Yassine cittadino italiano? “Felice per lui, ma è una tripla discriminazione”
Yassine Rachik |
“Questo ragazzo, forse, non è marocchino, di colore, mussulmano? Guardate che non mangia maiale, e forse sua mamma è velata. Forse fa il ramadan, va in qualche moschea. Ma sì, magari porta qualche titolo. Ma quando perderà i commentatori diranno: l’atleta marocchino che gareggia per l’Italia è arrivato quarto, per esempio.

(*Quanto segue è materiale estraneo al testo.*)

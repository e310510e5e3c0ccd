//! Supabase outbound adapter.
//!
//! Implements [`crate::domain::ports::AuthClientFactory`] over the Supabase
//! auth API (`/auth/v1`) and the PostgREST profile table (`/rest/v1`). Each
//! inbound request gets its own client bound to that request's token.

mod client;
mod dto;

pub use client::{SupabaseAuthClient, SupabaseClientFactory, SupabaseProject, SupabaseProjectError};
//! Outbound port construction from settings.

use std::sync::Arc;

use tracing::{info, warn};

use backend::domain::ports::{AnonymousAuthClientFactory, AuthClientFactory, PokemonSource};
use backend::inbound::http::state::HttpState;
use backend::outbound::pokeapi::PokeApiHttpSource;
use backend::outbound::supabase::SupabaseClientFactory;
use backend::settings::AppSettings;

/// Adapters behind the HTTP handlers.
pub struct OutboundPorts {
    pokemon: Arc<dyn PokemonSource>,
    auth: Arc<dyn AuthClientFactory>,
}

impl OutboundPorts {
    pub(crate) fn into_http_state(self) -> HttpState {
        HttpState::new(self.pokemon, self.auth)
    }
}

/// Build the Pokémon source and auth client factory.
///
/// Without auth settings every request is anonymous.
///
/// # Errors
/// Returns [`std::io::Error`] when a setting is invalid or a reqwest client
/// cannot be built.
pub fn build_ports(settings: &AppSettings) -> std::io::Result<OutboundPorts> {
    let timeout = settings.http_timeout().map_err(std::io::Error::other)?;
    let pokemon_url = settings.pokemon_api_url().map_err(std::io::Error::other)?;
    info!(url = %pokemon_url, "using PokeAPI");
    let pokemon = PokeApiHttpSource::new(pokemon_url, timeout).map_err(std::io::Error::other)?;

    let auth: Arc<dyn AuthClientFactory> =
        match settings.auth_project().map_err(std::io::Error::other)? {
            Some(project) => {
                info!(url = %project.url(), "using auth provider");
                Arc::new(SupabaseClientFactory::new(project, timeout).map_err(std::io::Error::other)?)
            }
            None => {
                warn!("auth provider not configured; all requests are anonymous");
                Arc::new(AnonymousAuthClientFactory)
            }
        };

    Ok(OutboundPorts {
        pokemon: Arc::new(pokemon),
        auth,
    })
}
//! OpenAPI document for the REST API.
//!
//! Served by Swagger UI in debug builds. Credentials are optional on every
//! endpoint, so the two schemes are declared but not required globally.

use utoipa::openapi::security::{ApiKey, ApiKeyValue, HttpAuthScheme, HttpBuilder, SecurityScheme};
use utoipa::{Modify, OpenApi};

use crate::domain::{AuthSession, EmailPage, Error, ErrorCode};
use crate::inbound::http::health::ProbeStatus;
use crate::inbound::http::layout::LayoutResponse;
use crate::inbound::http::sessions::CreateSessionRequest;

struct SecurityAddon;

impl Modify for SecurityAddon {
    fn modify(&self, openapi: &mut utoipa::openapi::OpenApi) {
        let components = openapi
            .components
            .get_or_insert_with(utoipa::openapi::Components::default);
        components.add_security_scheme(
            "BearerToken",
            SecurityScheme::Http(
                HttpBuilder::new()
                    .scheme(HttpAuthScheme::Bearer)
                    .description(Some("Access token issued by the auth provider."))
                    .build(),
            ),
        );
        components.add_security_scheme(
            "SessionCookie",
            SecurityScheme::ApiKey(ApiKey::Cookie(ApiKeyValue::with_description(
                "session",
                "Encrypted session cookie set by POST /api/v1/session.",
            ))),
        );
    }
}

/// OpenAPI document for the REST API.
#[derive(OpenApi)]
#[openapi(
    modifiers(&SecurityAddon),
    info(
        title = "Pokédex backend API",
        description = "Pokémon data relay, layout session bootstrap, and email-keyed pages."
    ),
    servers((url = "/", description = "Relative to the deployment base URL")),
    paths(
        crate::inbound::http::pokemon::list_pokemon,
        crate::inbound::http::pokemon::get_pokemon_by_name,
        crate::inbound::http::layout::load_layout,
        crate::inbound::http::sessions::create_session,
        crate::inbound::http::sessions::delete_session,
        crate::inbound::http::pages::load_page,
        crate::inbound::http::health::ready,
        crate::inbound::http::health::live,
    ),
    components(schemas(
        Error,
        ErrorCode,
        AuthSession,
        LayoutResponse,
        EmailPage,
        CreateSessionRequest,
        ProbeStatus
    )),
    tags(
        (name = "pokemon", description = "Pokémon data relayed from PokeAPI"),
        (name = "layout", description = "Per-navigation session bootstrap"),
        (name = "session", description = "Cookie-session token storage"),
        (name = "pages", description = "Email-keyed pages"),
        (name = "health", description = "Orchestration probes")
    )
)]
pub struct ApiDoc;
//! Wire shapes for the Supabase auth and PostgREST endpoints.

use serde::{Deserialize, Serialize};

/// Subset of the `/auth/v1/user` response the session needs.
#[derive(Debug, Deserialize)]
pub(super) struct AuthUserDto {
    pub(super) id: String,
    #[serde(default)]
    pub(super) email: Option<String>,
}

/// One row of `profiles?select=email`.
#[derive(Debug, Deserialize)]
pub(super) struct ProfileRowDto {
    #[serde(default)]
    pub(super) email: Option<String>,
}

/// PATCH body overwriting the email column.
#[derive(Debug, Serialize)]
pub(super) struct ProfileEmailUpdateDto<'a> {
    pub(super) email: &'a str,
}
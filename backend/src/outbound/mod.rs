//! Outbound adapters implementing domain ports for external services.
//!
//! - **pokeapi**: reqwest-backed [`crate::domain::ports::PokemonSource`].
//! - **supabase**: reqwest-backed auth client and profile store speaking the
//!   Supabase auth and REST APIs.
//!
//! Adapters are thin translators between domain types and wire formats. They
//! contain no business logic.

mod http_support;
pub mod pokeapi;
pub mod supabase;
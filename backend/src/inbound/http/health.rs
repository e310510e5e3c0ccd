//! Orchestration probes.
//!
//! `/health/ready` turns green once the server has bound its socket;
//! `/health/live` turns red when the process starts draining so the
//! orchestrator stops routing to it before the listener closes.

use std::sync::atomic::{AtomicBool, Ordering};

use actix_web::{HttpResponse, get, http::header, web};
use serde::Serialize;
use utoipa::ToSchema;

/// Probe flags shared across workers.
#[derive(Debug)]
pub struct HealthState {
    ready: AtomicBool,
    draining: AtomicBool,
}

impl Default for HealthState {
    fn default() -> Self {
        Self {
            ready: AtomicBool::new(false),
            draining: AtomicBool::new(false),
        }
    }
}

impl HealthState {
    /// Start not ready and not draining.
    #[must_use]
    pub fn new() -> Self {
        Self::default()
    }

    /// Report ready once the listener is bound.
    pub fn mark_ready(&self) {
        self.ready.store(true, Ordering::Release);
    }

    /// Fail both probes from now on.
    pub fn mark_draining(&self) {
        self.draining.store(true, Ordering::Release);
        self.ready.store(false, Ordering::Release);
    }

    /// Whether the server accepts traffic.
    #[must_use]
    pub fn is_ready(&self) -> bool {
        self.ready.load(Ordering::Acquire)
    }

    /// Whether the process should be kept alive.
    #[must_use]
    pub fn is_alive(&self) -> bool {
        !self.draining.load(Ordering::Acquire)
    }
}

/// Probe body.
#[derive(Debug, Serialize, ToSchema)]
pub struct ProbeStatus {
    #[schema(example = "ok")]
    status: &'static str,
}

fn probe_response(ok: bool) -> HttpResponse {
    let (mut builder, status) = if ok {
        (HttpResponse::Ok(), "ok")
    } else {
        (HttpResponse::ServiceUnavailable(), "unavailable")
    };
    builder
        .insert_header((header::CACHE_CONTROL, "no-store"))
        .json(ProbeStatus { status })
}

/// Readiness probe.
#[utoipa::path(
    get,
    path = "/health/ready",
    tags = ["health"],
    responses(
        (status = 200, description = "Server accepts traffic", body = ProbeStatus),
        (status = 503, description = "Server is starting or draining", body = ProbeStatus)
    )
)]
#[get("/health/ready")]
pub async fn ready(state: web::Data<HealthState>) -> HttpResponse {
    probe_response(state.is_ready())
}

/// Liveness probe.
#[utoipa::path(
    get,
    path = "/health/live",
    tags = ["health"],
    responses(
        (status = 200, description = "Process is alive", body = ProbeStatus),
        (status = 503, description = "Process is draining", body = ProbeStatus)
    )
)]
#[get("/health/live")]
pub async fn live(state: web::Data<HealthState>) -> HttpResponse {
    probe_response(state.is_alive())
}
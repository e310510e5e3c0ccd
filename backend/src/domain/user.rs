//! Authenticated user identity as reported by the auth provider.

use std::fmt;

use serde::{Deserialize, Serialize};
use utoipa::ToSchema;
use uuid::Uuid;

/// Validation errors returned while building a [`UserId`].
#[derive(Debug, Clone, PartialEq, Eq, thiserror::Error)]
pub enum UserValidationError {
    /// The identifier was empty.
    #[error("user id must not be empty")]
    EmptyId,
    /// The identifier was not a canonical UUID.
    #[error("user id must be a valid UUID")]
    InvalidId,
}

/// Stable user identifier issued by the auth provider.
///
/// The raw string is kept alongside the parsed UUID so it is echoed back to
/// the profile store exactly as the provider sent it.
#[derive(Debug, Clone, PartialEq, Eq, Serialize, Deserialize)]
#[serde(try_from = "String", into = "String")]
pub struct UserId(Uuid, String);

impl UserId {
    /// Validate and construct a [`UserId`].
    ///
    /// # Errors
    /// Returns [`UserValidationError`] when `id` is empty, padded, or not a
    /// UUID.
    pub fn new(id: impl AsRef<str>) -> Result<Self, UserValidationError> {
        Self::from_owned(id.as_ref().to_owned())
    }

    fn from_owned(id: String) -> Result<Self, UserValidationError> {
        if id.is_empty() {
            return Err(UserValidationError::EmptyId);
        }
        if id.trim() != id {
            return Err(UserValidationError::InvalidId);
        }
        let parsed = Uuid::parse_str(&id).map_err(|_| UserValidationError::InvalidId)?;
        Ok(Self(parsed, id))
    }

    /// Access the underlying UUID.
    #[must_use]
    pub fn as_uuid(&self) -> &Uuid {
        &self.0
    }
}

impl AsRef<str> for UserId {
    fn as_ref(&self) -> &str {
        self.1.as_str()
    }
}

impl fmt::Display for UserId {
    fn fmt(&self, f: &mut fmt::Formatter<'_>) -> fmt::Result {
        f.write_str(self.as_ref())
    }
}

impl From<UserId> for String {
    fn from(value: UserId) -> Self {
        value.1
    }
}

impl TryFrom<String> for UserId {
    type Error = UserValidationError;

    fn try_from(value: String) -> Result<Self, Self::Error> {
        Self::from_owned(value)
    }
}

/// Server-attested proof of an authenticated user.
///
/// Only the two attributes the profile sync needs are kept. The provider may
/// omit the email (phone or anonymous sign-ins), so it is optional.
#[derive(Debug, Clone, PartialEq, Eq, Serialize, Deserialize, ToSchema)]
#[serde(rename_all = "camelCase")]
pub struct AuthSession {
    #[schema(value_type = String, example = "3fa85f64-5717-4562-b3fc-2c963f66afa6")]
    user_id: UserId,
    #[schema(example = "ash@pallet.town")]
    email: Option<String>,
}

impl AuthSession {
    /// Build a session from provider-supplied attributes.
    #[must_use]
    pub fn new(user_id: UserId, email: Option<String>) -> Self {
        Self { user_id, email }
    }

    /// Identifier of the authenticated user.
    #[must_use]
    pub fn user_id(&self) -> &UserId {
        &self.user_id
    }

    /// Email the auth provider authenticated, if any.
    #[must_use]
    pub fn email(&self) -> Option<&str> {
        self.email.as_deref()
    }
}
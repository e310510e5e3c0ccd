//! Service settings loaded via OrthoConfig.
//!
//! Values come from `POKEDEX_*` environment variables, matching CLI flags, or
//! a config file, in OrthoConfig's usual precedence.

use std::net::SocketAddr;
use std::time::Duration;

use ortho_config::OrthoConfig;
use serde::Deserialize;
use url::Url;

use crate::outbound::pokeapi::DEFAULT_POKEAPI_BASE_URL;
use crate::outbound::supabase::{SupabaseProject, SupabaseProjectError};

const DEFAULT_BIND_ADDR: &str = "0.0.0.0:8080";

/// Errors raised while interpreting loaded settings.
#[derive(Debug, thiserror::Error)]
pub enum SettingsError {
    /// A value could not be parsed.
    #[error("invalid {name} '{value}': {reason}")]
    Invalid {
        name: &'static str,
        value: String,
        reason: String,
    },
    /// Only one of the auth URL and public key was set.
    #[error("POKEDEX_AUTH_URL and POKEDEX_AUTH_PUBLIC_KEY must be set together")]
    PartialAuth,
    /// The auth project coordinates were rejected.
    #[error(transparent)]
    AuthProject(#[from] SupabaseProjectError),
}

/// Runtime settings for the HTTP server and its outbound adapters.
#[derive(Debug, Clone, Deserialize, OrthoConfig)]
#[ortho_config(prefix = "POKEDEX")]
pub struct AppSettings {
    /// Socket address to listen on.
    pub bind_addr: Option<String>,
    /// PokeAPI base URL.
    pub pokemon_api_url: Option<String>,
    /// Auth provider (Supabase project) URL.
    pub auth_url: Option<String>,
    /// Auth provider public (anon) key.
    pub auth_public_key: Option<String>,
    /// Timeout, in seconds, applied to every outbound request.
    #[ortho_config(default = 10)]
    pub http_timeout_secs: u64,
}

impl AppSettings {
    /// Listen address, defaulting to `0.0.0.0:8080`.
    pub fn bind_addr(&self) -> Result<SocketAddr, SettingsError> {
        let raw = self.bind_addr.as_deref().unwrap_or(DEFAULT_BIND_ADDR);
        raw.parse().map_err(|error: std::net::AddrParseError| SettingsError::Invalid {
            name: "bind_addr",
            value: raw.to_owned(),
            reason: error.to_string(),
        })
    }

    /// PokeAPI base URL, defaulting to the public v2 endpoint.
    pub fn pokemon_api_url(&self) -> Result<Url, SettingsError> {
        let raw = self
            .pokemon_api_url
            .as_deref()
            .unwrap_or(DEFAULT_POKEAPI_BASE_URL);
        parse_url("pokemon_api_url", raw)
    }

    /// Outbound request timeout; zero is rejected.
    pub fn http_timeout(&self) -> Result<Duration, SettingsError> {
        match self.http_timeout_secs {
            0 => Err(SettingsError::Invalid {
                name: "http_timeout_secs",
                value: "0".to_owned(),
                reason: "must be positive".to_owned(),
            }),
            secs => Ok(Duration::from_secs(secs)),
        }
    }

    /// Auth provider coordinates, or `None` when auth is not configured.
    pub fn auth_project(&self) -> Result<Option<SupabaseProject>, SettingsError> {
        match (self.auth_url.as_deref(), self.auth_public_key.as_deref()) {
            (None, None) => Ok(None),
            (Some(url), Some(key)) => {
                let url = parse_url("auth_url", url)?;
                Ok(Some(SupabaseProject::new(url, key)?))
            }
            _ => Err(SettingsError::PartialAuth),
        }
    }
}

fn parse_url(name: &'static str, raw: &str) -> Result<Url, SettingsError> {
    Url::parse(raw).map_err(|error| SettingsError::Invalid {
        name,
        value: raw.to_owned(),
        reason: error.to_string(),
    })
}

Sole se vincerà annunceranno: ‘L’atleta italiano ha vinto’”. Questo il commento lasciato ieri da Farid Karout sotto l’articolo "Mattarella firma la cittadinanza per Yassine, ora è un atleta italiano" condiviso sul profilo Facebook di Redattore sociale.
Farid Karout è uno psicologo, educatore, mediatore culturale di origine algerina, arrivato in Italia nel 1991 e cittadino italiano dal 1998. Nato nella provincia di Skikda 48 anni fa, nel 1990 si è laureato in Psicologia del lavoro e dell’organizzazione all’università di Costantina (Algeria). Dopo un breve periodo di studio post-laurea non terminato per motivi economici all’università di Aix-En Provence (Francia), è arrivato in Italia, stabilendosi nel savonese. Nel 1993 ha sposato Lara: hanno una figlia, Iman, 17 anni, studentessa al Liceo Classico. Da un anno Farid – dopo il fallimento per colpa della crisi della sua piccola azienda edilizia – lavora in Germania, a Brema, in un centro che si occupa di minori stranieri non accompagnati (Msna).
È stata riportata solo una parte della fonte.